**Work instruction**
Say the number of lines in the records below that hold the word "PathBuf", and only that number.

Segment Start: Extracted data

//! Write-side entry points: the exclusive [`StoreWriter`] handle and the
//! one-call [`build_store`] pipeline (stage, merge, compact).

use crate::adder::{add_classification_column, AddColumnReport};
use crate::builder::{stage_classification, StageReport};
use crate::catalog::MetadataCatalog;
use crate::compactor::{compact, CompactionReport};
use crate::merge::{merge_staged, MergeReport};
use crate::schema::{sqlite_err, staged_classifications};
use accmap_core::{
    AccmapResult, ClassificationName, StorageError, StoreConfig, StoreTuning, GENERAL_KEY,
};
use rusqlite::Connection;
use std::path::{Path, PathBuf};

/// One classification source for [`build_store`].
#[derive(Debug, Clone, PartialEq, Eq)]
pub struct SourceSpec {
    pub name: String,
    pub path: PathBuf,
    pub description: String,
}

impl SourceSpec {
    pub fn new(
        name: impl Into<String>,
        path: impl Into<PathBuf>,
        description: impl Into<String>,
    ) -> Self {
        Self {
            name: name.into(),
            path: path.into(),
            description: description.into(),
        }
    }
}

/// Everything [`build_store`] writes.
#[derive(Debug, Clone, PartialEq, Eq, Default)]
pub struct StoreManifest {
    /// Store-wide description, first line of the info string
    pub description: String,
    /// Edition marker checked by readers' compatibility filters
    pub edition: Option<String>,
    pub sources: Vec<SourceSpec>,
}

/// Outcome of a full build.
#[derive(Debug, Clone, PartialEq, Eq)]
pub struct BuildReport {
    pub staged: Vec<StageReport>,
    pub merge: MergeReport,
    pub compaction: CompactionReport,
}

fn remove_if_exists(path: &Path) -> AccmapResult<()> {
    match std::fs::remove_file(path) {
        Ok(()) => Ok(()),
        Err(e) if e.kind() == std::io::ErrorKind::NotFound => Ok(()),
        Err(e) => Err(StorageError::Io {
            path: path.to_path_buf(),
            reason: e.to_string(),
        }
        .into()),
    }
}

fn sidecar(path: &Path, suffix: &str) -> PathBuf {
    let mut name = path.as_os_str().to_owned();
    name.push(suffix);
    PathBuf::from(name)
}

fn apply_write_pragmas(conn: &Connection, tuning: &StoreTuning) -> AccmapResult<()> {
    conn.execute_batch(&format!(
        "PRAGMA locking_mode = EXCLUSIVE;
         PRAGMA cache_size = -{};
         PRAGMA temp_store = MEMORY;",
        tuning.cache_size_kib
    ))
    .map_err(sqlite_err)
}

/// Exclusive write handle on a store file.
///
/// Only one writer may be active per file; the connection holds an
/// exclusive lock from its first write until it is dropped.
pub struct StoreWriter {
    conn: Connection,
    path: PathBuf,
    config: StoreConfig,
}

impl StoreWriter {
    /// Open a store for writing.
    ///
    /// With `overwrite` the file is deleted and recreated; otherwise an
    /// existing store is extended, or a new one created if none exists.
    pub fn open(path: impl AsRef<Path>, overwrite: bool, config: StoreConfig) -> AccmapResult<Self> {
        config.validate()?;
        let path = path.as_ref().to_path_buf();

        if overwrite {
            tracing::debug!(path = %path.display(), "Removing existing store");
            remove_if_exists(&path)?;
            remove_if_exists(&sidecar(&path, "-journal"))?;
        }

        let conn = Connection::open(&path).map_err(sqlite_err)?;
        apply_write_pragmas(&conn, &config.tuning)?;
        MetadataCatalog::new(&conn).ensure_schema()?;

        tracing::info!(path = %path.display(), overwrite, "Opened store for writing");

        Ok(Self { conn, path, config })
    }

    pub fn path(&self) -> &Path {
        &self.path
    }

    pub fn catalog(&self) -> MetadataCatalog<'_> {
        MetadataCatalog::new(&self.conn)
    }

    /// Classifications currently staged and not yet compacted away.
    pub fn staged(&self) -> AccmapResult<Vec<ClassificationName>> {
        staged_classifications(&self.conn)
    }

    pub fn set_description(&self, description: &str) -> AccmapResult<()> {
        self.catalog().set_description(GENERAL_KEY, description)
    }

    pub fn set_edition(&self, marker: &str) -> AccmapResult<()> {
        self.catalog().set_edition(marker)
    }

    /// Load one classification source file into its staging table.
    pub fn stage(
        &mut self,
        name: &str,
        source: impl AsRef<Path>,
        description: &str,
    ) -> AccmapResult<StageReport> {
        let name = ClassificationName::new(name)?;
        stage_classification(
            &mut self.conn,
            &name,
            source.as_ref(),
            description,
            self.config.tuning.header,
        )
    }

    pub fn merge(&mut self) -> AccmapResult<MergeReport> {
        merge_staged(&mut self.conn)
    }

    pub fn compact(&mut self) -> AccmapResult<CompactionReport> {
        compact(&mut self.conn)
    }

    /// Merge everything staged, then compact.
    pub fn finish(&mut self) -> AccmapResult<(MergeReport, CompactionReport)> {
        let merge = self.merge()?;
        let compaction = self.compact()?;
        Ok((merge, compaction))
    }

    /// Add a classification column to the already merged wide table.
    pub fn add_column(
        &mut self,
        name: &str,
        source: impl AsRef<Path>,
        description: &str,
    ) -> AccmapResult<AddColumnReport> {
        let name = ClassificationName::new(name)?;
        add_classification_column(
            &mut self.conn,
            &name,
            source.as_ref(),
            description,
            self.config.tuning.header,
        )
    }
}

/// Build a store from a manifest: stage every source, then merge and compact.
///
/// Every source is staged before any join runs, so an input or schema error
/// in any file stops the build with the wide table untouched.
pub fn build_store(
    path: impl AsRef<Path>,
    overwrite: bool,
    manifest: &StoreManifest,
    config: StoreConfig,
) -> AccmapResult<BuildReport> {
    let mut writer = StoreWriter::open(path, overwrite, config)?;
    if !manifest.description.is_empty() {
        writer.set_description(&manifest.description)?;
    }
    if let Some(edition) = &manifest.edition {
        writer.set_edition(edition)?;
    }

    let mut staged = Vec::with_capacity(manifest.sources.len());
    for source in &manifest.sources {
        staged.push(writer.stage(&source.name, &source.path, &source.description)?);
    }
    let (merge, compaction) = writer.finish()?;

    Ok(BuildReport {
        staged,
        merge,
        compaction,
    })
}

Segment End: Extracted data

**Solution**
6